In the records below, locate the line containing "follows commit order"; output that line and every following line through the last, exactly.
---- Supplied material
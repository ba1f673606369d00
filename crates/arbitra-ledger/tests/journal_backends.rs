//! Ledger behaviour over the durable sled journal

use std::sync::Arc;

use arbitra_ledger::{verify_chain, Journal, Ledger, SledJournal};
use arbitra_types::{AgreementIndex, AgreementState, Amount, NewAgreement, Operation, PartyAddress};

fn party(byte: u8) -> PartyAddress {
    PartyAddress::repeat_byte(byte)
}

fn request(amount: u64) -> NewAgreement {
    NewAgreement::new(party(0x11), party(0x22), party(0x33), Amount::from(amount))
}

#[tokio::test]
async fn test_sled_ledger_survives_restart() {
    let dir = tempfile::tempdir().unwrap();

    {
        let journal = Arc::new(SledJournal::open(dir.path()).unwrap());
        let ledger = Ledger::open(journal).await.unwrap();

        ledger.append(request(500), |_| {}).await.unwrap();
        ledger.append(request(900), |_| {}).await.unwrap();

        let guard = ledger.lock_index(AgreementIndex::new(0)).await.unwrap();
        ledger
            .commit(&guard, Operation::ApproveAsArbiter, party(0x22), |_| {})
            .await
            .unwrap();
        ledger
            .commit(&guard, Operation::ApproveEscrow, party(0x33), |_| {})
            .await
            .unwrap();
        drop(guard);

        let guard = ledger.lock_index(AgreementIndex::new(1)).await.unwrap();
        ledger
            .commit(&guard, Operation::Dismiss, party(0x22), |_| {})
            .await
            .unwrap();
    }

    let journal = Arc::new(SledJournal::open(dir.path()).unwrap());
    let ledger = Ledger::open(journal).await.unwrap();

    assert_eq!(ledger.journal_backend(), "sled");
    assert_eq!(ledger.len(), 2);
    assert_eq!(
        ledger.get(AgreementIndex::new(0)).unwrap().state(),
        AgreementState::Finalized
    );
    assert_eq!(
        ledger.get(AgreementIndex::new(1)).unwrap().state(),
        AgreementState::Dismissed
    );
    assert_eq!(
        ledger.get(AgreementIndex::new(1)).unwrap().amount,
        Amount::from(900u64)
    );

    let history = ledger.history().await.unwrap();
    assert_eq!(history.len(), 5);
    assert_eq!(verify_chain(&history).unwrap(), ledger.head().await);
}

#[tokio::test]
async fn test_notifications_match_journal_order() {
    let journal = Arc::new(SledJournal::temporary().unwrap());
    let ledger = Arc::new(Ledger::open(journal.clone()).await.unwrap());

    let mut handles = Vec::new();
    for i in 0..16u64 {
        let ledger = ledger.clone();
        handles.push(tokio::spawn(async move {
            let (_, notification) = ledger.append(request(100 + i), |_| {}).await.unwrap();
            notification
        }));
    }

    let mut notifications = Vec::new();
    for handle in handles {
        notifications.push(handle.await.unwrap());
    }
    notifications.sort_by_key(|n| n.sequence);

    let records = journal.load().await.unwrap();
    assert_eq!(records.len(), 16);
    for (record, notification) in records.iter().zip(&notifications) {
        assert_eq!(record.sequence, notification.sequence);
        assert_eq!(record.hash, notification.record_hash);
        // Index assignment follows commit order
        assert_eq!(
            notification.event.index(),
            AgreementIndex::new(record.sequence - 1)
        );
    }
}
--------
* Response for this exercise:
        // Index assignment follows commit order
        assert_eq!(
            notification.event.index(),
            AgreementIndex::new(record.sequence - 1)
        );
    }
}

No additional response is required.